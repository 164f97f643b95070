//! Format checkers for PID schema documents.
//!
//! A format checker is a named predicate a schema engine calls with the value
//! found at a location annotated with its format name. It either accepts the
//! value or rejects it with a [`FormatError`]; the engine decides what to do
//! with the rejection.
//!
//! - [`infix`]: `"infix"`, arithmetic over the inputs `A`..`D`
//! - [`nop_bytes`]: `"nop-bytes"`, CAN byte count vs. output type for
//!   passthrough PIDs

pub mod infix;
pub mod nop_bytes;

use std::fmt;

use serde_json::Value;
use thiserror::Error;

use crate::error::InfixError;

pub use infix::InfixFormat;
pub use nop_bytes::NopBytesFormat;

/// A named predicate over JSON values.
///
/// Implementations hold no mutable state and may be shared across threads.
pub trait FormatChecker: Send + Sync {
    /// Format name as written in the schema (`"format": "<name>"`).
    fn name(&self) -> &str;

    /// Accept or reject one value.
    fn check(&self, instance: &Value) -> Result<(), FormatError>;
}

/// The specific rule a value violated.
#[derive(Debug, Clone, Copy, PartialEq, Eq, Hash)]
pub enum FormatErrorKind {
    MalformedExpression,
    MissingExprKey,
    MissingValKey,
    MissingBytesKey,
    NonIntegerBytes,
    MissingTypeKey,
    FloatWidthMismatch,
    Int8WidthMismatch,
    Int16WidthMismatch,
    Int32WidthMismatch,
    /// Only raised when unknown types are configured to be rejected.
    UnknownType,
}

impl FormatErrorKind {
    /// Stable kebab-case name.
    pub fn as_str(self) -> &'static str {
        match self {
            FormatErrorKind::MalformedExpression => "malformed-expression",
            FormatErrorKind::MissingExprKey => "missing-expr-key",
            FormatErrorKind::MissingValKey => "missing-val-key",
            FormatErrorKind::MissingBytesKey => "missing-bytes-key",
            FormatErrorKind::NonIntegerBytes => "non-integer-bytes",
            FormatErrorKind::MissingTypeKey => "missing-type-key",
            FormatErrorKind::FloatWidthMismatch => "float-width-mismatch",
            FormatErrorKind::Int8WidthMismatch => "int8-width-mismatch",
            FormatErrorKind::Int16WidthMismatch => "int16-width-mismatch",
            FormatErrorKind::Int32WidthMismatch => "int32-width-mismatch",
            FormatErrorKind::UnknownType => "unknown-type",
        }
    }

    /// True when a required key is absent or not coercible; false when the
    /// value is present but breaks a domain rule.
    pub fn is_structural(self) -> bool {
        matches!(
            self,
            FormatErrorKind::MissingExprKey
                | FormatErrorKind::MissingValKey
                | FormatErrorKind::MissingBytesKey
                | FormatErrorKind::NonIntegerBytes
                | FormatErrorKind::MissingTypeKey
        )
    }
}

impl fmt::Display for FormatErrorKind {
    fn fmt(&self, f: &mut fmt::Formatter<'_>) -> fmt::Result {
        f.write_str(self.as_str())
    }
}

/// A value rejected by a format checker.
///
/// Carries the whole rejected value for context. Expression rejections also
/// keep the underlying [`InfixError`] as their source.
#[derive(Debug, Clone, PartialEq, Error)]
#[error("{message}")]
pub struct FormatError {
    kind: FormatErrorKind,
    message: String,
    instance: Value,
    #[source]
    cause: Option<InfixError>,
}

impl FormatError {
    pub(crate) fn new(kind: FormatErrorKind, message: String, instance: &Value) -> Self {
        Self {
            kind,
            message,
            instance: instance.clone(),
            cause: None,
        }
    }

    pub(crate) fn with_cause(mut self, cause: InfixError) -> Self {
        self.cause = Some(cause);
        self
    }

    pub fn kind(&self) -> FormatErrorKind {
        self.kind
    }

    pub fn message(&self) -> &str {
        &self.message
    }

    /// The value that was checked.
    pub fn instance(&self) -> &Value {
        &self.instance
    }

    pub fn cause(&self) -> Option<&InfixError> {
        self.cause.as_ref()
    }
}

=====

Taking the records above, retype every line from the one with "with the rejection." down to the one with "pub use nop_bytes::NopBytesFormat;", exactly and with nothing else.

//! with the rejection.
//!
//! - [`infix`]: `"infix"`, arithmetic over the inputs `A`..`D`
//! - [`nop_bytes`]: `"nop-bytes"`, CAN byte count vs. output type for
//!   passthrough PIDs

pub mod infix;
pub mod nop_bytes;

use std::fmt;

use serde_json::Value;
use thiserror::Error;

use crate::error::InfixError;

pub use infix::InfixFormat;
pub use nop_bytes::NopBytesFormat;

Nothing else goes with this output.